- [PROBLEM STATEMENT] The entries underneath need to be duplicated exactly, with none omitted.

- [SOURCE MATERIAL]

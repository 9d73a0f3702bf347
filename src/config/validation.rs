//! Initializer validation.
//!
//! # Responsibilities
//! - Semantic validation (serde handles syntactic)
//! - Validate option values (search operator, page sizes)
//! - Reject blank model and adapter names
//!
//! # Design Decisions
//! - Returns all validation errors, not just first
//! - Validation is a pure function: InitializerFile → Result<(), Vec<ValidationError>>
//! - Adapter names are checked against registries when the file is applied,
//!   not here, since registries belong to the running process

use thiserror::Error;

use crate::config::schema::{AdapterSpec, InitializerFile, SearchOperator};

#[derive(Debug, Clone, PartialEq, Eq, Error)]
pub enum ValidationError {
    #[error("search operator '{0}' not supported")]
    UnsupportedSearchOperator(String),

    #[error("default_items_per_page must be greater than 0")]
    ZeroItemsPerPage,

    #[error("default_associated_collection_limit must be greater than 0")]
    ZeroAssociatedCollectionLimit,

    #[error("empty model name in {section}")]
    EmptyModelName { section: &'static str },

    #[error("empty label method")]
    EmptyLabelMethod,

    #[error("empty adapter name for {hook}")]
    EmptyAdapterName { hook: &'static str },

    #[error("navigation link '{0}' has an empty url")]
    EmptyLinkUrl(String),
}

pub fn validate_initializer(file: &InitializerFile) -> Result<(), Vec<ValidationError>> {
    let mut errors = Vec::new();

    if let Some(op) = &file.default_search_operator {
        if op.parse::<SearchOperator>().is_err() {
            errors.push(ValidationError::UnsupportedSearchOperator(op.clone()));
        }
    }

    if file.default_items_per_page == Some(0) {
        errors.push(ValidationError::ZeroItemsPerPage);
    }
    if file.default_associated_collection_limit == Some(0) {
        errors.push(ValidationError::ZeroAssociatedCollectionLimit);
    }

    let name_lists = [
        ("included_models", &file.included_models),
        ("excluded_models", &file.excluded_models),
    ];
    for (section, names) in name_lists {
        if names.iter().flatten().any(|n| n.trim().is_empty()) {
            errors.push(ValidationError::EmptyModelName { section });
        }
    }
    if file.models.keys().any(|n| n.trim().is_empty()) {
        errors.push(ValidationError::EmptyModelName { section: "models" });
    }

    if file.label_methods.iter().flatten().any(|m| m.trim().is_empty()) {
        errors.push(ValidationError::EmptyLabelMethod);
    }

    let adapters: [(&'static str, &Option<AdapterSpec>); 2] = [
        ("authorize_with", &file.hooks.authorize_with),
        ("audit_with", &file.hooks.audit_with),
    ];
    for (hook, spec) in adapters {
        if spec.as_ref().is_some_and(|s| s.adapter.trim().is_empty()) {
            errors.push(ValidationError::EmptyAdapterName { hook });
        }
    }
    if file.configure.keys().any(|n| n.trim().is_empty()) {
        errors.push(ValidationError::EmptyAdapterName { hook: "configure" });
    }

    for link in file.navigation_static_links.iter().flatten() {
        if link.url.trim().is_empty() {
            errors.push(ValidationError::EmptyLinkUrl(link.label.clone()));
        }
    }

    if errors.is_empty() {
        Ok(())
    } else {
        Err(errors)
    }
}

#[cfg(test)]
mod tests {
    use super::*;
    use crate::config::schema::{ModelSection, NavigationLink};

    #[test]
    fn test_empty_file_is_valid() {
        assert!(validate_initializer(&InitializerFile::default()).is_ok());
    }

    #[test]
    fn test_collects_all_errors() {
        let mut file = InitializerFile {
            default_search_operator: Some("bogus".into()),
            default_items_per_page: Some(0),
            excluded_models: Some(vec![" ".into()]),
            navigation_static_links: Some(vec![NavigationLink {
                label: "Docs".into(),
                url: String::new(),
            }]),
            ..InitializerFile::default()
        };
        file.models.insert(String::new(), ModelSection::default());
        file.hooks.authorize_with = Some(AdapterSpec {
            adapter: String::new(),
            args: Vec::new(),
        });

        let errors = validate_initializer(&file).unwrap_err();
        assert_eq!(errors.len(), 6);
        assert!(errors.contains(&ValidationError::UnsupportedSearchOperator("bogus".into())));
        assert!(errors.contains(&ValidationError::ZeroItemsPerPage));
        assert!(errors.contains(&ValidationError::EmptyModelName { section: "excluded_models" }));
        assert!(errors.contains(&ValidationError::EmptyModelName { section: "models" }));
        assert!(errors.contains(&ValidationError::EmptyAdapterName { hook: "authorize_with" }));
        assert!(errors.contains(&ValidationError::EmptyLinkUrl("Docs".into())));
    }

    #[test]
    fn test_valid_operator_passes() {
        let file = InitializerFile {
            default_search_operator: Some("=".into()),
            ..InitializerFile::default()
        };
        assert!(validate_initializer(&file).is_ok());
    }
}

- [FINAL ANSWER]
repository 9d73a0f3702bf347
filename src/config/validation.rs
//! Initializer validation.
//!
//! # Responsibilities
//! - Semantic validation (serde handles syntactic)
//! - Validate option values (search operator, page sizes)
//! - Reject blank model and adapter names
//!
//! # Design Decisions
//! - Returns all validation errors, not just first
//! - Validation is a pure function: InitializerFile → Result<(), Vec<ValidationError>>
//! - Adapter names are checked against registries when the file is applied,
//!   not here, since registries belong to the running process

use thiserror::Error;

use crate::config::schema::{AdapterSpec, InitializerFile, SearchOperator};

#[derive(Debug, Clone, PartialEq, Eq, Error)]
pub enum ValidationError {
    #[error("search operator '{0}' not supported")]
    UnsupportedSearchOperator(String),

    #[error("default_items_per_page must be greater than 0")]
    ZeroItemsPerPage,

    #[error("default_associated_collection_limit must be greater than 0")]
    ZeroAssociatedCollectionLimit,

    #[error("empty model name in {section}")]
    EmptyModelName { section: &'static str },

    #[error("empty label method")]
    EmptyLabelMethod,

    #[error("empty adapter name for {hook}")]
    EmptyAdapterName { hook: &'static str },

    #[error("navigation link '{0}' has an empty url")]
    EmptyLinkUrl(String),
}

pub fn validate_initializer(file: &InitializerFile) -> Result<(), Vec<ValidationError>> {
    let mut errors = Vec::new();

    if let Some(op) = &file.default_search_operator {
        if op.parse::<SearchOperator>().is_err() {
            errors.push(ValidationError::UnsupportedSearchOperator(op.clone()));
        }
    }

    if file.default_items_per_page == Some(0) {
        errors.push(ValidationError::ZeroItemsPerPage);
    }
    if file.default_associated_collection_limit == Some(0) {
        errors.push(ValidationError::ZeroAssociatedCollectionLimit);
    }

    let name_lists = [
        ("included_models", &file.included_models),
        ("excluded_models", &file.excluded_models),
    ];
    for (section, names) in name_lists {
        if names.iter().flatten().any(|n| n.trim().is_empty()) {
            errors.push(ValidationError::EmptyModelName { section });
        }
    }
    if file.models.keys().any(|n| n.trim().is_empty()) {
        errors.push(ValidationError::EmptyModelName { section: "models" });
    }

    if file.label_methods.iter().flatten().any(|m| m.trim().is_empty()) {
        errors.push(ValidationError::EmptyLabelMethod);
    }

    let adapters: [(&'static str, &Option<AdapterSpec>); 2] = [
        ("authorize_with", &file.hooks.authorize_with),
        ("audit_with", &file.hooks.audit_with),
    ];
    for (hook, spec) in adapters {
        if spec.as_ref().is_some_and(|s| s.adapter.trim().is_empty()) {
            errors.push(ValidationError::EmptyAdapterName { hook });
        }
    }
    if file.configure.keys().any(|n| n.trim().is_empty()) {
        errors.push(ValidationError::EmptyAdapterName { hook: "configure" });
    }

    for link in file.navigation_static_links.iter().flatten() {
        if link.url.trim().is_empty() {
            errors.push(ValidationError::EmptyLinkUrl(link.label.clone()));
        }
    }

    if errors.is_empty() {
        Ok(())
    } else {
        Err(errors)
    }
}

#[cfg(test)]
mod tests {
    use super::*;
    use crate::config::schema::{ModelSection, NavigationLink};

    #[test]
    fn test_empty_file_is_valid() {
        assert!(validate_initializer(&InitializerFile::default()).is_ok());
    }

    #[test]
    fn test_collects_all_errors() {
        let mut file = InitializerFile {
            default_search_operator: Some("bogus".into()),
            default_items_per_page: Some(0),
            excluded_models: Some(vec![" ".into()]),
            navigation_static_links: Some(vec![NavigationLink {
                label: "Docs".into(),
                url: String::new(),
            }]),
            ..InitializerFile::default()
        };
        file.models.insert(String::new(), ModelSection::default());
        file.hooks.authorize_with = Some(AdapterSpec {
            adapter: String::new(),
            args: Vec::new(),
        });

        let errors = validate_initializer(&file).unwrap_err();
        assert_eq!(errors.len(), 6);
        assert!(errors.contains(&ValidationError::UnsupportedSearchOperator("bogus".into())));
        assert!(errors.contains(&ValidationError::ZeroItemsPerPage));
        assert!(errors.contains(&ValidationError::EmptyModelName { section: "excluded_models" }));
        assert!(errors.contains(&ValidationError::EmptyModelName { section: "models" }));
        assert!(errors.contains(&ValidationError::EmptyAdapterName { hook: "authorize_with" }));
        assert!(errors.contains(&ValidationError::EmptyLinkUrl("Docs".into())));
    }

    #[test]
    fn test_valid_operator_passes() {
        let file = InitializerFile {
            default_search_operator: Some("=".into()),
            ..InitializerFile::default()
        };
        assert!(validate_initializer(&file).is_ok());
    }
}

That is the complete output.